En una contundente respuesta frente a la delincuencia, la Fiscalía Provincial Corporativa Especializada contra la Criminalidad Organizada del Callao, en coordinación con la Policía Nacional, desmanteló a la red criminal autodenominada ‘La Red del Silencio’.
Esta organización, compuesta por más de dos docenas de ciudadanos peruanos y extranjeros, se dedicaba a la extorsión sistemática y al cobro de cupos en el sector transportes.
El despliegue policial y fiscal incluyó la detención preliminar por 15 días de 25 sospechosos, el allanamiento simultáneo de 21 propiedades y una requisa estratégica dentro de un pabellón del centro penitenciario de Lurigancho.
De acuerdo con las indagaciones del Ministerio Público, lideradas por el fiscal superior Jorge Chávez Cotrina (coordinador nacional de las Fecor), la banda criminal incrementó agresivamente sus operaciones delictivas durante el año 2025.
Su hegemonía violenta se concentraba principalmente en la zona de Oquendo, en el Callao, expandiéndose hacia distritos de Lima Norte como San Martín de Porres y Los Olivos, entre otros puntos de Lima.

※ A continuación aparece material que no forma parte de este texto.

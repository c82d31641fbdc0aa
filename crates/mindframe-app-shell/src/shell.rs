use mindframe_core::collections::map::HashMap;
use mindframe_render_common::{
    DrawBackend, RendererAdapter, SessionId, SharedSurfaceCache, SurfaceCache,
};

use crate::error::ShellError;
use crate::options::ShellOptions;
use crate::registry::ModuleRegistry;
use crate::session::Session;

/// Opens sessions from a [`ModuleRegistry`].
///
/// All sessions of one module share a surface cache, so every backend
/// passed to [`Shell::open_session`] must produce surfaces of type `S` that
/// the others can draw.
pub struct Shell<S> {
    registry: ModuleRegistry,
    options: ShellOptions,
    caches: HashMap<String, SharedSurfaceCache<S>>,
    next_session: SessionId,
}

impl<S: Clone> Shell<S> {
    pub fn new(registry: ModuleRegistry, options: ShellOptions) -> Self {
        Self {
            registry,
            options,
            caches: HashMap::new(),
            next_session: 1,
        }
    }

    pub fn registry(&self) -> &ModuleRegistry {
        &self.registry
    }

    pub fn registry_mut(&mut self) -> &mut ModuleRegistry {
        &mut self.registry
    }

    pub fn options(&self) -> &ShellOptions {
        &self.options
    }

    /// The surface cache shared by sessions of `module_id`, once one was opened.
    pub fn cache(&self, module_id: &str) -> Option<&SharedSurfaceCache<S>> {
        self.caches.get(module_id)
    }

    /// Creates an unmounted session running a fresh instance of `module_id`.
    pub fn open_session<B>(&mut self, module_id: &str, backend: B) -> Result<Session<B>, ShellError>
    where
        B: DrawBackend<Surface = S>,
    {
        let descriptor = self.registry.resolve(module_id)?;
        let module = descriptor.instantiate();
        let cache_config = self.options.cache;
        let cache = self
            .caches
            .entry(descriptor.id.clone())
            .or_insert_with(|| SurfaceCache::shared(cache_config))
            .clone();
        let id = self.next_session;
        self.next_session += 1;
        log::info!("opening session {id} for `{}` ({})", descriptor.name, descriptor.difficulty);
        let adapter = RendererAdapter::new(backend, cache, id, self.options.adapter);
        Ok(Session::new(
            descriptor.id.clone(),
            module,
            adapter,
            self.options.clone(),
        ))
    }
}
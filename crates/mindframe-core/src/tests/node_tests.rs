use super::*;
use pretty_assertions::assert_eq;

fn cell(lit: bool) -> Node {
    Node::new("cell").prop("lit", lit).build()
}

fn row(child: Node) -> Node {
    Node::new("row").key(1).prop("x", 0).child(child).build()
}

#[test]
fn equality_ignores_children() {
    let a = row(cell(true));
    let b = row(cell(false));

    assert_eq!(a.tag(), b.tag());
    assert_eq!(a.key(), b.key());
    assert_eq!(a.props(), b.props());
    assert!(a == b);
    assert!(!a.deep_eq(&b));
    assert_ne!(a.subtree_fingerprint(), b.subtree_fingerprint());
}

#[test]
fn equality_sees_tag_key_and_props() {
    let base = Node::new("cell").key(1).prop("x", 0).build();
    assert!(base != Node::new("tile").key(1).prop("x", 0).build());
    assert!(base != Node::new("cell").key(2).prop("x", 0).build());
    assert!(base != Node::new("cell").prop("x", 0).build());
    assert!(base != Node::new("cell").key(1).prop("x", 1).build());
    assert!(base == Node::new("cell").key(1).prop("x", 0).build());
}

#[test]
fn deep_equality_compares_whole_subtrees() {
    assert!(row(cell(true)).deep_eq(&row(cell(true))));
    let longer = Node::new("row")
        .key(1)
        .prop("x", 0)
        .child(cell(true))
        .child(cell(true))
        .build();
    assert!(!row(cell(true)).deep_eq(&longer));
}

#[test]
fn prop_order_does_not_change_fingerprints() {
    let a = Node::new("cell").prop("x", 1).prop("y", 2).prop("color", "#fff").build();
    let b = Node::new("cell").prop("color", "#fff").prop("y", 2).prop("x", 1).build();

    assert_eq!(a.fingerprint(), b.fingerprint());
    assert_eq!(a.subtree_fingerprint(), b.subtree_fingerprint());
    assert!(a == b);
    let names: Vec<&str> = a.props().keys().map(|name| &**name).collect();
    assert_eq!(names, ["color", "x", "y"]);
}

#[test]
fn building_is_pure() {
    let child = cell(true);
    let first = row(child.clone());
    let second = row(child.clone());

    assert!(!Node::ptr_eq(&first, &second));
    assert!(first.deep_eq(&second));
    assert!(Node::ptr_eq(&first.children()[0], &child));
    assert_eq!(child.prop("lit"), Some(&Value::from(true)));
}

#[test]
fn fingerprint_ignores_children_but_subtree_does_not() {
    let a = row(cell(true));
    let b = row(cell(false));
    assert_eq!(a.fingerprint(), b.fingerprint());
    assert_ne!(a.subtree_fingerprint(), b.subtree_fingerprint());
}

#[test]
fn validate_reports_nested_duplicate_keys_with_their_path() {
    let tree = Node::new("screen")
        .child(
            Node::new("grid")
                .key("board")
                .child(Node::new("cell").key(3).build())
                .child(Node::new("cell").key(3).build())
                .build(),
        )
        .build();

    let err = tree.validate().unwrap_err();
    let StructuralError::DuplicateKey { key, path } = err;
    assert_eq!(key, NodeKey::Int(3));
    assert_eq!(
        path.segments(),
        &[Identity::Index(0), Identity::Key(NodeKey::from("board"))]
    );
    assert_eq!(path.to_string(), "/@0/#board");
}

#[test]
fn distinct_keys_validate() {
    let tree = Node::new("grid")
        .child(Node::new("cell").key(1).build())
        .child(Node::new("cell").key(2).build())
        .child(Node::new("cell").build())
        .build();
    assert_eq!(tree.validate(), Ok(()));
}

#[test]
fn frame_comes_from_position_and_size_props() {
    let node = Node::new("cell")
        .prop("x", 4)
        .prop("y", 6)
        .prop("width", 10)
        .prop("height", 8)
        .build();
    assert!(node.has_extent());
    assert_eq!(node.size(), Size::new(10.0, 8.0));
    assert_eq!(
        node.frame(Point::new(100.0, 0.0)),
        Rect::new(104.0, 6.0, 10.0, 8.0)
    );
}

Las víctimas de este entramado eran tanto empresas de transporte formal como informal, entre las que figuran marcas conocidas como Translima y Holding Real Express S.A., afectando directamente a choferes, cobradores y dueños de los vehículos.

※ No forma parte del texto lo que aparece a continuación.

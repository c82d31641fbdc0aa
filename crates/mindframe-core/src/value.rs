use std::fmt;
use std::hash::{Hash, Hasher};

use mindframe_ui_graphics::Color;
use serde::{Deserialize, Serialize};

/// Dynamically typed property or state value.
///
/// Floats compare and hash by bit pattern so that `Eq` and `Hash` agree;
/// `NaN` equals itself and `0.0` differs from `-0.0`. Non-finite floats are
/// serialized as `{"bits": u64}` since JSON has no number for them.
#[derive(Clone, Debug, Default, Serialize, Deserialize)]
pub enum Value {
    #[default]
    Null,
    Bool(bool),
    Int(i64),
    #[serde(with = "float_bits")]
    Float(f64),
    Text(String),
    Color(Color),
    List(Vec<Value>),
}

impl Value {
    pub fn is_null(&self) -> bool {
        matches!(self, Value::Null)
    }

    pub fn as_bool(&self) -> Option<bool> {
        match self {
            Value::Bool(value) => Some(*value),
            _ => None,
        }
    }

    pub fn as_i64(&self) -> Option<i64> {
        match self {
            Value::Int(value) => Some(*value),
            _ => None,
        }
    }

    /// Numeric view used for geometry props; integers widen.
    pub fn as_f32(&self) -> Option<f32> {
        match self {
            Value::Int(value) => Some(*value as f32),
            Value::Float(value) => Some(*value as f32),
            _ => None,
        }
    }

    pub fn as_str(&self) -> Option<&str> {
        match self {
            Value::Text(value) => Some(value),
            _ => None,
        }
    }

    /// Accepts either a colour value or a `#rrggbb[aa]` string.
    pub fn as_color(&self) -> Option<Color> {
        match self {
            Value::Color(color) => Some(*color),
            Value::Text(text) => Color::from_hex(text),
            _ => None,
        }
    }

    pub fn as_list(&self) -> Option<&[Value]> {
        match self {
            Value::List(items) => Some(items),
            _ => None,
        }
    }

    fn discriminant(&self) -> u8 {
        match self {
            Value::Null => 0,
            Value::Bool(_) => 1,
            Value::Int(_) => 2,
            Value::Float(_) => 3,
            Value::Text(_) => 4,
            Value::Color(_) => 5,
            Value::List(_) => 6,
        }
    }
}

mod float_bits {
    use serde::{Deserialize, Deserializer, Serialize, Serializer};

    #[derive(Serialize, Deserialize)]
    #[serde(untagged)]
    enum Repr {
        Number(f64),
        Bits { bits: u64 },
    }

    pub fn serialize<S: Serializer>(value: &f64, serializer: S) -> Result<S::Ok, S::Error> {
        if value.is_finite() {
            Repr::Number(*value)
        } else {
            Repr::Bits {
                bits: value.to_bits(),
            }
        }
        .serialize(serializer)
    }

    pub fn deserialize<'de, D: Deserializer<'de>>(deserializer: D) -> Result<f64, D::Error> {
        Ok(match Repr::deserialize(deserializer)? {
            Repr::Number(value) => value,
            Repr::Bits { bits } => f64::from_bits(bits),
        })
    }
}

impl PartialEq for Value {
    fn eq(&self, other: &Self) -> bool {
        match (self, other) {
            (Value::Null, Value::Null) => true,
            (Value::Bool(a), Value::Bool(b)) => a == b,
            (Value::Int(a), Value::Int(b)) => a == b,
            (Value::Float(a), Value::Float(b)) => a.to_bits() == b.to_bits(),
            (Value::Text(a), Value::Text(b)) => a == b,
            (Value::Color(a), Value::Color(b)) => a == b,
            (Value::List(a), Value::List(b)) => a == b,
            _ => false,
        }
    }
}

impl Eq for Value {}

impl Hash for Value {
    fn hash<H: Hasher>(&self, state: &mut H) {
        self.discriminant().hash(state);
        match self {
            Value::Null => {}
            Value::Bool(value) => value.hash(state),
            Value::Int(value) => value.hash(state),
            Value::Float(value) => value.to_bits().hash(state),
            Value::Text(value) => value.hash(state),
            Value::Color(value) => value.hash(state),
            Value::List(items) => items.hash(state),
        }
    }
}

impl fmt::Display for Value {
    fn fmt(&self, f: &mut fmt::Formatter<'_>) -> fmt::Result {
        match self {
            Value::Null => f.write_str("null"),
            Value::Bool(value) => write!(f, "{value}"),
            Value::Int(value) => write!(f, "{value}"),
            Value::Float(value) => write!(f, "{value}"),
            Value::Text(value) => write!(f, "{value:?}"),
            Value::Color(Color(r, g, b, a)) => write!(f, "#{r:02x}{g:02x}{b:02x}{a:02x}"),
            Value::List(items) => {
                f.write_str("[")?;
                for (index, item) in items.iter().enumerate() {
                    if index > 0 {
                        f.write_str(", ")?;
                    }
                    write!(f, "{item}")?;
                }
                f.write_str("]")
            }
        }
    }
}

impl From<bool> for Value {
    fn from(value: bool) -> Self {
        Value::Bool(value)
    }
}

impl From<i32> for Value {
    fn from(value: i32) -> Self {
        Value::Int(value as i64)
    }
}

impl From<i64> for Value {
    fn from(value: i64) -> Self {
        Value::Int(value)
    }
}

impl From<u32> for Value {
    fn from(value: u32) -> Self {
        Value::Int(value as i64)
    }
}

impl From<usize> for Value {
    fn from(value: usize) -> Self {
        Value::Int(value as i64)
    }
}

impl From<f32> for Value {
    fn from(value: f32) -> Self {
        Value::Float(value as f64)
    }
}

impl From<f64> for Value {
    fn from(value: f64) -> Self {
        Value::Float(value)
    }
}

impl From<&str> for Value {
    fn from(value: &str) -> Self {
        Value::Text(value.to_owned())
    }
}

impl From<String> for Value {
    fn from(value: String) -> Self {
        Value::Text(value)
    }
}

impl From<Color> for Value {
    fn from(value: Color) -> Self {
        Value::Color(value)
    }
}

impl<T: Into<Value>> From<Vec<T>> for Value {
    fn from(values: Vec<T>) -> Self {
        Value::List(values.into_iter().map(Into::into).collect())
    }
}

impl<T: Into<Value>> From<Option<T>> for Value {
    fn from(value: Option<T>) -> Self {
        value.map_or(Value::Null, Into::into)
    }
}

#[cfg(test)]
#[path = "tests/value_tests.rs"]
mod tests;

Se calcula que al menos 190 unidades vehiculares, que cubrían rutas concurridas como la avenida Izaguirre, eran obligadas a pagar para poder trabajar en paz.
Mensajes de terror por WhatsApp y atentados
Para amedrentar a sus víctimas, ‘La Red del Silencio’ utilizaba líneas telefónicas con prefijos nacionales e internacionales.
A través de grupos de WhatsApp, enviaban advertencias explícitas contra la vida y la integridad física de los trabajadores, adjuntando fotografías de artefactos explosivos y armas de fuego de largo alcance.
Las pesquisas fiscales señalan que la organización criminal exigía pagos diarios que fluctuaban entre S/10 y S/40 por unidad vehicular, llegando incluso hasta S/70 diarios en algunos casos.
Las autoridades también los vinculan con recientes atentados armados y disparos contra los buses en circulación, tácticas violentas que empleaban para presionar a las empresas que se resistían a pagar las cuotas.
El inicio de este caso fue posible gracias a las denuncias reservadas y testimonios de los propios transportistas afectados, quienes rompieron el miedo para alertar a las unidades de inteligencia.